Aim of the exercise: Across the material below, count the lines that include the word "Uuid" and give only that count.

*** Opening Material for this task ***

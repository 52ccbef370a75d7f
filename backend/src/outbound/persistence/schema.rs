//! Diesel table definitions for the persistence layer.

diesel::table! {
    /// User profiles holding the personality code and quiz answers used by
    /// the compatibility scorer.
    user_profiles (user_id) {
        /// Identifier of the profile owner.
        user_id -> Uuid,
        /// Four letter personality code, if the user finished the quiz.
        personality_code -> Nullable<Text>,
        /// Raw quiz answers as JSONB, if the user finished the quiz.
        quiz_responses -> Nullable<Jsonb>,
    }
}

diesel::table! {
    /// Cached compatibility reports keyed by the canonical user pair.
    compatibility_scores (user1_id, user2_id) {
        /// Lesser identifier of the canonical pair.
        user1_id -> Uuid,
        /// Greater identifier of the canonical pair.
        user2_id -> Uuid,
        /// Personality code of the first user at calculation time.
        user1_personality_code -> Text,
        /// Personality code of the second user at calculation time.
        user2_personality_code -> Text,
        /// Weighted overall score in the range 0 to 100.
        overall_score -> SmallInt,
        /// Per-dimension scores as a JSONB object.
        dimension_scores -> Jsonb,
        /// Shared interest tags.
        shared_interests -> Array<Text>,
        /// Complementary trait tags.
        complementary_traits -> Array<Text>,
        /// When the score was last calculated.
        calculated_at -> Timestamptz,
    }
}

diesel::table! {
    /// Daily art challenges, one per calendar day.
    daily_challenges (id) {
        /// Challenge identifier.
        id -> Uuid,
        /// Calendar day the challenge is scheduled for.
        challenge_date -> Date,
    }
}

diesel::table! {
    /// Art pulse sessions, one per daily challenge.
    art_pulse_sessions (id) {
        /// Session identifier.
        id -> Uuid,
        /// Challenge this session belongs to. Unique, so at most one
        /// session exists per challenge.
        daily_challenge_id -> Uuid,
        /// When the session opens.
        start_time -> Timestamptz,
        /// When the session closes.
        end_time -> Timestamptz,
        /// Lifecycle status label.
        status -> Text,
    }
}

diesel::joinable!(art_pulse_sessions -> daily_challenges (daily_challenge_id));

diesel::allow_tables_to_appear_in_same_query!(
    art_pulse_sessions,
    compatibility_scores,
    daily_challenges,
    user_profiles,
);
//! Port for reading the date-keyed daily challenge.

use async_trait::async_trait;
use chrono::NaiveDate;
use thiserror::Error;

use crate::domain::DailyChallenge;

/// Errors raised by daily challenge repository adapters.
#[derive(Debug, Clone, PartialEq, Eq, Error)]
pub enum DailyChallengeRepositoryError {
    /// Repository connection could not be established.
    #[error("daily challenge repository connection failed: {message}")]
    Connection {
        /// Adapter-level failure description.
        message: String,
    },
    /// Query failed during execution.
    #[error("daily challenge repository query failed: {message}")]
    Query {
        /// Adapter-level failure description.
        message: String,
    },
}

impl DailyChallengeRepositoryError {
    /// Helper for connection oriented failures.
    pub fn connection(message: impl Into<String>) -> Self {
        Self::Connection {
            message: message.into(),
        }
    }

    /// Helper for query failures.
    pub fn query(message: impl Into<String>) -> Self {
        Self::Query {
            message: message.into(),
        }
    }
}

/// Read-only port over the challenge subsystem's store.
#[cfg_attr(test, mockall::automock)]
#[async_trait]
pub trait DailyChallengeRepository: Send + Sync {
    /// Find the challenge featured on the exact date, if any.
    async fn find_by_date(
        &self,
        date: NaiveDate,
    ) -> Result<Option<DailyChallenge>, DailyChallengeRepositoryError>;
}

*** Closing Material for this task ***

Answer to this problem: 6